▸ **ASSIGNED TASK**
Report every line of the records below that contains the word "CommandSpec".

(Beginning of DATA SUPPLIED)

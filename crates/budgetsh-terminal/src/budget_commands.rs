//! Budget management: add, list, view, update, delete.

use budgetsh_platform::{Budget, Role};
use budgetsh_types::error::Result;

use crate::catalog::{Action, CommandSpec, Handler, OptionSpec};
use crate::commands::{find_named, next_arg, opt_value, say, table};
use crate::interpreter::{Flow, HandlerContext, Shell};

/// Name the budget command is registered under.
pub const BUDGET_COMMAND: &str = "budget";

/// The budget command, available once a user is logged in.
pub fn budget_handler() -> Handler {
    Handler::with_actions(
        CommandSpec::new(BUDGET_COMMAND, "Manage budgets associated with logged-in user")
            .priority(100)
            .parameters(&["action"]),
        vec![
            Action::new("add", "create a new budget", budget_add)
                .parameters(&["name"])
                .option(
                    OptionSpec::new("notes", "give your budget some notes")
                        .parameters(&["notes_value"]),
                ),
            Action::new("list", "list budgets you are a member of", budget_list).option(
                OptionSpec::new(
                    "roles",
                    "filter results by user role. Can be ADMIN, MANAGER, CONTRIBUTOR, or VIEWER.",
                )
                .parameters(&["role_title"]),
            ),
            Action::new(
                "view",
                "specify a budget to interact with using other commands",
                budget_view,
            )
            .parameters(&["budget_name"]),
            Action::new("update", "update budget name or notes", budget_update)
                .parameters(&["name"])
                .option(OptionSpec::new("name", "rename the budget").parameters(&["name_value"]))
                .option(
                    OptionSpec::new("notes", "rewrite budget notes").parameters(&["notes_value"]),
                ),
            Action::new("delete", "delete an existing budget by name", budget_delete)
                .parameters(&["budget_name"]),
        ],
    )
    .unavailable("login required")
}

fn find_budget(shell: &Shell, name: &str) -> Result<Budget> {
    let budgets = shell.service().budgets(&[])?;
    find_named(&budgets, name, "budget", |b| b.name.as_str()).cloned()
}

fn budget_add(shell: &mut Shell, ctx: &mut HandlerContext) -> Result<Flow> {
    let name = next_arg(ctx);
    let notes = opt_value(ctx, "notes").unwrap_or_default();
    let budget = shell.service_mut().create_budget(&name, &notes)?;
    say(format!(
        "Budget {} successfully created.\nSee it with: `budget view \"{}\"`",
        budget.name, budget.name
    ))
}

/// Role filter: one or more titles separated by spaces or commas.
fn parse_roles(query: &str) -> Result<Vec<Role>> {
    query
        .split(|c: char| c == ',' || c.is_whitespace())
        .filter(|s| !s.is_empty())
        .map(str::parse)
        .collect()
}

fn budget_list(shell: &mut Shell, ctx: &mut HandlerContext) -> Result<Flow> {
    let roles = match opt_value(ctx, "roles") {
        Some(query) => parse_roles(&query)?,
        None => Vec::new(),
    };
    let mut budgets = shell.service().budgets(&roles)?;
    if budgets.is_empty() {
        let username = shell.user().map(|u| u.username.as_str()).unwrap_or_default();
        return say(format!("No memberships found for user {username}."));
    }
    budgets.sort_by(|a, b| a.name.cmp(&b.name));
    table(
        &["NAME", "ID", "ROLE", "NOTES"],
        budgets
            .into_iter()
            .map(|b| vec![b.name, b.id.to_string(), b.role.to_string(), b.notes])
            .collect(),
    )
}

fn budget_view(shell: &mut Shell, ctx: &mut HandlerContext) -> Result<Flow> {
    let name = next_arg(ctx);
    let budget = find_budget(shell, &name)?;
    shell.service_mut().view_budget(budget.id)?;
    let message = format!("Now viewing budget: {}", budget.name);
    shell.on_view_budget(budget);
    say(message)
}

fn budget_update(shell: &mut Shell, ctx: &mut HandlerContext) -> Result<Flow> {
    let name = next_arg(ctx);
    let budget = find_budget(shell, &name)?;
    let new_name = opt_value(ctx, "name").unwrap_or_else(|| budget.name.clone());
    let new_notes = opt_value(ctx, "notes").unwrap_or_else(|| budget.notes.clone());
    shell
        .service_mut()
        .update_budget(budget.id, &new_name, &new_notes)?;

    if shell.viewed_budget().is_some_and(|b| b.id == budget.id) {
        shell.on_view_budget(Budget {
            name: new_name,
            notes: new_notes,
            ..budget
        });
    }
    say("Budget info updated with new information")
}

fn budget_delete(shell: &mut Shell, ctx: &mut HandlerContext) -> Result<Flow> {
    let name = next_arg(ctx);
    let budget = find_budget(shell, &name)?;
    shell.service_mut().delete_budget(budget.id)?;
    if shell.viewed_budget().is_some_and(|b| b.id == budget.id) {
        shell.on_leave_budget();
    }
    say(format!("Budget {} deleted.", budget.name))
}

(End of DATA SUPPLIED)

▸ **REPLY**
use crate::catalog::{Action, CommandSpec, Handler, OptionSpec};
        CommandSpec::new(BUDGET_COMMAND, "Manage budgets associated with logged-in user")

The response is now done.